The unanimous decision stops LG Electronics, which holds computer chip and system patents used in Intel Corp. (INTC) products, from demanding additional royalties from Quanta Computer Inc. (2382.TW) and several other companies. LG had already licensed its technology to Intel, which then used the technology in computer parts it sold to the other companies.
The high court said that longstanding patent law precedent extends to method patents, which cover processes rather than complete devices and are often part of high-technology components.
"This court has repeatedly held that method patents were exhausted by the sale of an item that embodied the method," Justice Clarence Thomas wrote. "The authorized sale of an article that substantially embodies a patent exhausts the patent holder's rights and prevents the patent holding from invoking patent law to control postsale use."
Justice Thomas rejected several arguments offered by LG Electronics and said the original patent license prevents LG from asserting any additional patent claims. "Nothing in the license agreement limited Intel's ability to sell its products practicing LG patents," he said. "LG can no longer assert its patent rights against Quanta."
The high court's decision reverses an earlier ruling by the Federal U.S. Circuit Court of Appeals, a special appeals court that hears patent cases.
At issue in the case was whether LG could sue to force the computer suppliers to pay royalties on components they legally purchased from Intel, even though Intel already paid royalties to LG in a technology licensing agreement.
Quanta Computer makes laptops for major U.S. computer sellers and is the only company sued by LG that hasn't settled. It is among several large Korean companies that bought computer components from Intel.
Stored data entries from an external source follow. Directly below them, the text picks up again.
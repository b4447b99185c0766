use serde::Serialize;
use webos_core::models::Membership;
use webos_core::{Scope, TenantApi};

use crate::commands::common::CommandContext;
use crate::error::CliError;

#[derive(Debug, Serialize)]
pub struct TenantListItem {
    pub id: i64,
    pub name: String,
    pub slug: String,
    pub role: String,
    pub is_default: bool,
    /// Whether commands act for this tenant
    pub current: bool,
}

/// The tenant a scope resolves to. A scope without a tenant id acts for the
/// user's default membership.
fn is_current(membership: &Membership, scope: &Scope) -> bool {
    if scope.has_default_tenant() {
        membership.is_default
    } else {
        membership.tenant.scope_id() == scope.tenant_id()
    }
}

pub fn membership_to_list_item(membership: &Membership, scope: &Scope) -> TenantListItem {
    TenantListItem {
        id: membership.tenant.id,
        name: membership.tenant.name.clone(),
        slug: membership.tenant.slug.clone(),
        role: membership.role.clone(),
        is_default: membership.is_default,
        current: is_current(membership, scope),
    }
}

pub fn format_membership_lines(memberships: &[Membership], scope: &Scope) -> Vec<String> {
    if memberships.is_empty() {
        return vec!["Not a member of any tenant.".to_string()];
    }

    memberships
        .iter()
        .map(|membership| {
            let marker = if is_current(membership, scope) { "*" } else { " " };
            let default = if membership.is_default { "  default" } else { "" };
            format!(
                "{} {:>6}  {:<16} {:<10}{}",
                marker,
                membership.tenant.id,
                membership.tenant.slug,
                membership.role,
                default
            )
            .trim_end()
            .to_string()
        })
        .collect()
}

pub async fn run_tenants(context: &CommandContext, as_json: bool) -> Result<(), CliError> {
    let memberships = context.api()?.list_memberships().await?;

    if as_json {
        let json_items = memberships
            .iter()
            .map(|membership| membership_to_list_item(membership, &context.scope))
            .collect::<Vec<TenantListItem>>();
        println!("{}", serde_json::to_string_pretty(&json_items)?);
    } else {
        for line in format_membership_lines(&memberships, &context.scope) {
            println!("{line}");
        }
    }

    Ok(())
}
Quanta then assembled the components with non-Intel parts, a move LG says was not covered by the patent licenses it reached with Intel. LG sued the Korean companies for alleged patent infringement and the Federal Circuit Court agreed LG had the right under federal law to additional royalties.
The dispute began in 2000 and 2001 when LG sued the Korean companies for refusing to pay royalties. A federal trial judge ruled against LG, saying it had already exhausted its patent rights in the sales agreement with Intel. But the Federal Circuit Court in July 2006 said that LG could pursue patent claims against the Korean manufacturers.
The case is Quanta Computer Inc. v. LG Electronics, 06-937.